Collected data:

* * * * * * *

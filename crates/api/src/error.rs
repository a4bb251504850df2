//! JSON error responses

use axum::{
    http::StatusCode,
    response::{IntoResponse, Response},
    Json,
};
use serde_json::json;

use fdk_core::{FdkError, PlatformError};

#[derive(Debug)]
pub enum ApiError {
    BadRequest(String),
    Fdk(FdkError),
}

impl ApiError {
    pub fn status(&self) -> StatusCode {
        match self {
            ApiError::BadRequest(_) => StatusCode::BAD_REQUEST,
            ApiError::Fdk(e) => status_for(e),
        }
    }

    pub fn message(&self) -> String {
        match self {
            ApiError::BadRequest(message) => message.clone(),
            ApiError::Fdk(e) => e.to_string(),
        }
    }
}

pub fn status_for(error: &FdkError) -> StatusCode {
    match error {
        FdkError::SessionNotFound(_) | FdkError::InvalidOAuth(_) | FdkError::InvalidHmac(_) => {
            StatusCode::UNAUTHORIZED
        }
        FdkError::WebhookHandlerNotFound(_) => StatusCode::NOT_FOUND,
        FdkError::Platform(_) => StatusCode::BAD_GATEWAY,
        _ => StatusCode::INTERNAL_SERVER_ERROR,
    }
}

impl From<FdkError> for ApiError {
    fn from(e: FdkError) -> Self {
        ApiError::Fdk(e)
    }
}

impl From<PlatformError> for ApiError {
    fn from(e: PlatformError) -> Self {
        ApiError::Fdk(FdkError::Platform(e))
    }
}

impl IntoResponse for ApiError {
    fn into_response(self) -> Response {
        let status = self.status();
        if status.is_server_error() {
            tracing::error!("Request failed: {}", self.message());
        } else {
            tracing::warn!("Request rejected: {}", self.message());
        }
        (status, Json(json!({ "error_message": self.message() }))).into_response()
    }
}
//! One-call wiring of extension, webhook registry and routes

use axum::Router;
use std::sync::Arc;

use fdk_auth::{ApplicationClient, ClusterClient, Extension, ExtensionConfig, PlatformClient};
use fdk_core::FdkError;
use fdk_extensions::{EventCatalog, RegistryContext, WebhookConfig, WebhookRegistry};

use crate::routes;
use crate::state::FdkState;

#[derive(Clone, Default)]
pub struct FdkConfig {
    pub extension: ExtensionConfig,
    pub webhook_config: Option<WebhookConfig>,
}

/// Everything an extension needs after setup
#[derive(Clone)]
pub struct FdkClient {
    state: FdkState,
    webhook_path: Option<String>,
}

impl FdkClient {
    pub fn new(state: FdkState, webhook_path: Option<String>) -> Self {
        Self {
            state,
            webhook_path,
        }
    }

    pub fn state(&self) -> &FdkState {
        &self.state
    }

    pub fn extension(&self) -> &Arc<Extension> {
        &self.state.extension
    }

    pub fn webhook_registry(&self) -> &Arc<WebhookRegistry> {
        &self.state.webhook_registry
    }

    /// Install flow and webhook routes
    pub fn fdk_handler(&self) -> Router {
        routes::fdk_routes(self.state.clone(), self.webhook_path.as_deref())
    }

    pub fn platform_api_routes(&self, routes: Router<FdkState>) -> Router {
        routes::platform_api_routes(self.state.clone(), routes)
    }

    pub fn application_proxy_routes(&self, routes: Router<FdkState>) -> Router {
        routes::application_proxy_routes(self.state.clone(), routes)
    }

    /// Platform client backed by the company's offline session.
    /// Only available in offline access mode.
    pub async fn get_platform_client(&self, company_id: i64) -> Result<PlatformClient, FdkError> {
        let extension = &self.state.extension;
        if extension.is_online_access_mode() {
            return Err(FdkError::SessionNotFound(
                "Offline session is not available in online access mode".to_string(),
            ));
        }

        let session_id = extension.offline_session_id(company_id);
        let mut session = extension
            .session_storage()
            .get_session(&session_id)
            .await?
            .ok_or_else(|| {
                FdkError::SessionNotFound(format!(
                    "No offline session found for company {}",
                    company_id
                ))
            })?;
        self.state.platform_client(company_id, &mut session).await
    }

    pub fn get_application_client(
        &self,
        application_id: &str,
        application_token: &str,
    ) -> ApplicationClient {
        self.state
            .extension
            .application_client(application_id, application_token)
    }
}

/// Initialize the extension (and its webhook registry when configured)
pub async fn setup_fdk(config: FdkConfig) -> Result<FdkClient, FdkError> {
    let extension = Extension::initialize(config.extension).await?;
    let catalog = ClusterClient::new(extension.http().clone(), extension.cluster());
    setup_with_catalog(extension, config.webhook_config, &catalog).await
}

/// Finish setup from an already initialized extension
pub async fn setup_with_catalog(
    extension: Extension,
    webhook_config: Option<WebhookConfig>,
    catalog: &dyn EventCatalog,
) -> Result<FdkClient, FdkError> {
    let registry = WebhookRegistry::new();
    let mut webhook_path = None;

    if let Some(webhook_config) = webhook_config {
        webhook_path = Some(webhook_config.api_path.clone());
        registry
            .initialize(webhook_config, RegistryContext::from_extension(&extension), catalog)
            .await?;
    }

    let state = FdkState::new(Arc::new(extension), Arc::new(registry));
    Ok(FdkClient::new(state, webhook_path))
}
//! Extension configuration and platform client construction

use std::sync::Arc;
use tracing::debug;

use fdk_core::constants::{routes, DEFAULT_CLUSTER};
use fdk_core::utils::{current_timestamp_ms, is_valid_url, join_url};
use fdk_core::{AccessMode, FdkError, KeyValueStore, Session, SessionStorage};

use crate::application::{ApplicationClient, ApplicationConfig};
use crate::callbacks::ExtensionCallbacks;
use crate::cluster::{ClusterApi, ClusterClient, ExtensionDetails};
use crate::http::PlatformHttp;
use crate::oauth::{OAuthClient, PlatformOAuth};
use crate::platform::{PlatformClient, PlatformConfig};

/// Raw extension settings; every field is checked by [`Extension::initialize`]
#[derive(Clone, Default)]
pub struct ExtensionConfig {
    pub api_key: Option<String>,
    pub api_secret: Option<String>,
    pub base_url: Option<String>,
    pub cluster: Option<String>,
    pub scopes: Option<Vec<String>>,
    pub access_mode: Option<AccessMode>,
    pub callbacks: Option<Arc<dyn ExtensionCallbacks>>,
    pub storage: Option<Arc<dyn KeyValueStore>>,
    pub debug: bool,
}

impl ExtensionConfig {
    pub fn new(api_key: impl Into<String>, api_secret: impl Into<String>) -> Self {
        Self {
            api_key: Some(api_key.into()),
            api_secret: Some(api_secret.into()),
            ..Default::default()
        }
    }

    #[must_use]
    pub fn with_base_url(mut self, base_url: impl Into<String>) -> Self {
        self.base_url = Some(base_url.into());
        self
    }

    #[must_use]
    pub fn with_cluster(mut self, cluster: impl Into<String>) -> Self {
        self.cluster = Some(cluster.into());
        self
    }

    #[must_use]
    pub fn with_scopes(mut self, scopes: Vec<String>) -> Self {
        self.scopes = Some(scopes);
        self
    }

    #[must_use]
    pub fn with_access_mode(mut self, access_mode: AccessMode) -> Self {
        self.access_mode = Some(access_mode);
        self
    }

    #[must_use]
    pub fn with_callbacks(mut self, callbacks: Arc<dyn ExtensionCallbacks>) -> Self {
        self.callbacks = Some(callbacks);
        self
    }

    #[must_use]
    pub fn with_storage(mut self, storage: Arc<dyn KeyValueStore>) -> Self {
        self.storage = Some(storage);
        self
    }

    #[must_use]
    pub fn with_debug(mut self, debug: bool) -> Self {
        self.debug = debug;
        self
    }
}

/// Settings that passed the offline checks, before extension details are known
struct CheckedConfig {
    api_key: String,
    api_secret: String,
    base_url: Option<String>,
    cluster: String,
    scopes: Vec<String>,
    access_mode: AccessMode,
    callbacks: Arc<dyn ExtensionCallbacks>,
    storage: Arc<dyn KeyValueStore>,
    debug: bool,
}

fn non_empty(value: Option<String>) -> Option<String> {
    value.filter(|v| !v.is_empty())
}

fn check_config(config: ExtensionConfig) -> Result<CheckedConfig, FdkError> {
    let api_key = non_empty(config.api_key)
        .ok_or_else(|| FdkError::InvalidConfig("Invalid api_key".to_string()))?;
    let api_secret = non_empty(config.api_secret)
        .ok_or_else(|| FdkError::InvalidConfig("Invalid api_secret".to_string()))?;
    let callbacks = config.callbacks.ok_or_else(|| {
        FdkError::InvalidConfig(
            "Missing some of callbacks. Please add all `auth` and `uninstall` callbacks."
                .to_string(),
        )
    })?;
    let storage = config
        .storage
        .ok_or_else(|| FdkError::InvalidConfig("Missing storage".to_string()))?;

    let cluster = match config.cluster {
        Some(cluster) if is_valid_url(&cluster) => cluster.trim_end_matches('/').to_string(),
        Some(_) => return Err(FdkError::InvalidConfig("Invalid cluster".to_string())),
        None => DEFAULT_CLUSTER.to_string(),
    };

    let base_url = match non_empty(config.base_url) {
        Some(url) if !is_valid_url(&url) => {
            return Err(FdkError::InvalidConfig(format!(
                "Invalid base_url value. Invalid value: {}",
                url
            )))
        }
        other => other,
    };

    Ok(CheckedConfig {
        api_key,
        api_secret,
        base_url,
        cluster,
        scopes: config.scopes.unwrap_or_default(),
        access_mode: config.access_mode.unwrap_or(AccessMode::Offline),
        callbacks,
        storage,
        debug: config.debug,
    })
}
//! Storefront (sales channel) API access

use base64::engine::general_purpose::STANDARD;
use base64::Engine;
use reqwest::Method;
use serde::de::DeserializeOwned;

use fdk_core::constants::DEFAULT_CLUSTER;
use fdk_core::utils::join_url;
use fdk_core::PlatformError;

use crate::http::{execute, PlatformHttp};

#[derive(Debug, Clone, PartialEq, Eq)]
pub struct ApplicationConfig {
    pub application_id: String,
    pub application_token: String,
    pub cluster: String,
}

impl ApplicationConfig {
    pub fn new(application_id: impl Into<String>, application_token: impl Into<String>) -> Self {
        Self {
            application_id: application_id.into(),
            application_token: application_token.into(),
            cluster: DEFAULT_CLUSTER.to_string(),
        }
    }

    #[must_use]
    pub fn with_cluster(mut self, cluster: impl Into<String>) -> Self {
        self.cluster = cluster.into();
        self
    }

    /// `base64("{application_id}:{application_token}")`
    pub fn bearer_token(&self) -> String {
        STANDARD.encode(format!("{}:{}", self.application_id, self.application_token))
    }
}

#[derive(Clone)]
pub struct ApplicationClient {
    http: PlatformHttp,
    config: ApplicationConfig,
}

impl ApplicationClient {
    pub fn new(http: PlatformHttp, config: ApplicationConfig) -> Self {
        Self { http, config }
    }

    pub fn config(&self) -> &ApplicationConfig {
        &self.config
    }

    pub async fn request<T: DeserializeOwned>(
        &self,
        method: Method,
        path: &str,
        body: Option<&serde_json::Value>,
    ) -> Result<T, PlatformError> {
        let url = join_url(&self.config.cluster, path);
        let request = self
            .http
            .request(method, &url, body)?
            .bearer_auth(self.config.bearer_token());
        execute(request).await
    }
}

* * * * * * *

#### [HOW TO COMPLETE THIS TASK]
From the entries above, restate word for word the lines from the line containing "pub async fn get_platform_client(&self, company_id: i64)" to the line containing "session is not", both ends included, and nothing more.

#### [ANSWER BELOW]
    pub async fn get_platform_client(&self, company_id: i64) -> Result<PlatformClient, FdkError> {
        let extension = &self.state.extension;
        if extension.is_online_access_mode() {
            return Err(FdkError::SessionNotFound(
                "Offline session is not available in online access mode".to_string(),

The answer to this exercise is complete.